The battle between a Paeroa businessman and international drinks giant Coca-Cola is heading to the High Court.

Tony Coombe is trying to stop the New Zealand arm of Coca-Cola Amatil trademarking the phrase "World Famous in New Zealand" but suffered a setback last month when an Intellectual Property Office commissioner found in favour of Coca-Cola, saying registration of the phrase was not illegal and the trademark could proceed.

Coombe previously co-owned and ran the L&P Cafe in Paeroa, and owns a non-trading company named World Famous in New Zealand. He believes the phrase is a "Kiwi-ism" and belongs to all New Zealanders.

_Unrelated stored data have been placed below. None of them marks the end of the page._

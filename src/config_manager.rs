use std::path::{Path, PathBuf};

use anyhow::{Context, Result};

use pcf_types::Config;
use pcf_types::config_manager::{
    ensure_default_config_at, ensure_user_data_dir, get_user_config_path_or_temp,
    load_config_from,
};

/// Default config.json content embedded in the binary
pub const DEFAULT_CONFIG: &str = include_str!("../config.default.json");

pub fn default_config() -> Result<Config> {
    serde_json::from_str(DEFAULT_CONFIG).context("Invalid embedded default config")
}

/// Initialize user config directory and config file
/// If config file doesn't exist, create it from the embedded default config
pub fn initialize_user_config() -> Result<PathBuf> {
    let config_path = ensure_user_data_dir()?.join("config.json");

    if !config_path.exists() {
        log::info!(
            "Config file not found, creating from embedded default: {:?}",
            config_path
        );
        ensure_default_config_at(&config_path, DEFAULT_CONFIG)?;
    } else {
        log::info!("Using existing config file: {:?}", config_path);
    }

    Ok(config_path)
}

/// Resolve the config path: an explicit path wins, then the user data
/// directory, then a temp directory fallback
pub fn resolve_config_path(explicit: Option<PathBuf>) -> PathBuf {
    if let Some(path) = explicit {
        return path;
    }

    match initialize_user_config() {
        Ok(path) => path,
        Err(e) => {
            log::warn!("Failed to initialize user config: {:#}", e);
            let fallback = get_user_config_path_or_temp();
            if let Err(err) = ensure_default_config_at(&fallback, DEFAULT_CONFIG) {
                log::warn!(
                    "Failed to create fallback config at {}: {:#}",
                    fallback.display(),
                    err
                );
            }
            fallback
        }
    }
}

/// Load the config at `path`, falling back to the embedded default when the
/// file is missing or invalid
pub fn load_config_or_default(path: &Path) -> Result<Config> {
    match load_config_from(path) {
        Ok(config) => Ok(config),
        Err(e) => {
            log::warn!("{:#}; using embedded default config", e);
            default_config()
        }
    }
}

His lawyer says there were flaws in the legal decision and appeal papers were lodged in the High Court at Wellington this week.

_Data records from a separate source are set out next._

use anyhow::{Context, Result};
use std::path::{Path, PathBuf};

use crate::config::Config;

const APP_DIR_NAME: &str = "pcf-samples";

/// Get the user data directory for the samples
/// - macOS: ~/.pcf-samples/
/// - Windows: %APPDATA%\pcf-samples\
/// - Linux: ~/.config/pcf-samples/
pub fn get_user_data_dir() -> Result<PathBuf> {
    #[cfg(target_os = "macos")]
    {
        let home =
            dirs::home_dir().ok_or_else(|| anyhow::anyhow!("Failed to get home directory"))?;
        Ok(home.join(format!(".{}", APP_DIR_NAME)))
    }

    #[cfg(target_os = "windows")]
    {
        let appdata =
            dirs::config_dir().ok_or_else(|| anyhow::anyhow!("Failed to get AppData directory"))?;
        Ok(appdata.join(APP_DIR_NAME))
    }

    #[cfg(target_os = "linux")]
    {
        let config =
            dirs::config_dir().ok_or_else(|| anyhow::anyhow!("Failed to get config directory"))?;
        Ok(config.join(APP_DIR_NAME))
    }

    #[cfg(not(any(target_os = "macos", target_os = "windows", target_os = "linux")))]
    {
        Err(anyhow::anyhow!("Unsupported platform"))
    }
}

/// Ensure the user data directory exists
pub fn ensure_user_data_dir() -> Result<PathBuf> {
    let dir = get_user_data_dir()?;
    if !dir.exists() {
        log::info!("Creating user data directory: {:?}", dir);
        std::fs::create_dir_all(&dir)
            .with_context(|| format!("Failed to create directory: {:?}", dir))?;
    }
    Ok(dir)
}

fn fallback_data_dir() -> PathBuf {
    let dir = std::env::temp_dir().join(APP_DIR_NAME);
    if let Err(e) = std::fs::create_dir_all(&dir) {
        log::warn!("Failed to create fallback data directory {:?}: {}", dir, e);
    }
    dir
}

pub fn user_data_dir_or_temp() -> PathBuf {
    match ensure_user_data_dir() {
        Ok(dir) => dir,
        Err(e) => {
            log::warn!("Failed to resolve user data directory: {}", e);
            fallback_data_dir()
        }
    }
}

/// Write `default_config_content` to `path` unless a file is already there
pub fn ensure_default_config_at(path: &Path, default_config_content: &str) -> Result<()> {
    if path.exists() {
        return Ok(());
    }
    if let Some(parent) = path.parent() {
        std::fs::create_dir_all(parent)
            .with_context(|| format!("Failed to create config directory: {:?}", parent))?;
    }
    std::fs::write(path, default_config_content)
        .with_context(|| format!("Failed to write config file: {:?}", path))?;
    Ok(())
}

pub fn get_user_config_path_or_temp() -> PathBuf {
    user_data_dir_or_temp().join("config.json")
}

/// Read and parse a config file
pub fn load_config_from(path: &Path) -> Result<Config> {
    let raw = std::fs::read_to_string(path)
        .with_context(|| format!("Failed to read config file: {:?}", path))?;
    let config: Config = serde_json::from_str(&raw)
        .with_context(|| format!("Failed to parse config file: {:?}", path))?;
    log::info!("Loaded config from {:?}", path);
    Ok(config)
}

Coombe said he had spent $30,000 on his case so far. The High Court appeal could cost a further $15,000 but he was confident of success although support for his battle was split with some questioning whether it was worth the effort.

"We have gone down the track so far and personally I think it is important," he said.

Coombe's lawyer, David Marriott, said the "world famous" phrase had been adopted by New Zealanders to describe a wide range of local success stories "almost taking the mickey out of ourselves", as well as a television programme, a book, a compilation music album and celebrities.

Coca-Cola Amatil, which last year delivered a record net profit of A$449 million ($563 million), wants to trademark the "world famous" slogan which promotes its L&P, or Lemon and Paeroa, soft drink.

It says that its advertising agency invented the slogan in 1993.

It applied to trademark the phrase in 2004, which was accepted in 2007 before Coombe took action against the decision.

A Coca-Cola Amatil spokesperson said the company was pleased with the commissioner's decision.

It decided to seek trademark rights because of the company's investment in creating and promoting the phrase.

Estimated product sales of goods under the L&P mark have averaged over $9 million a year between 2000 and 2005.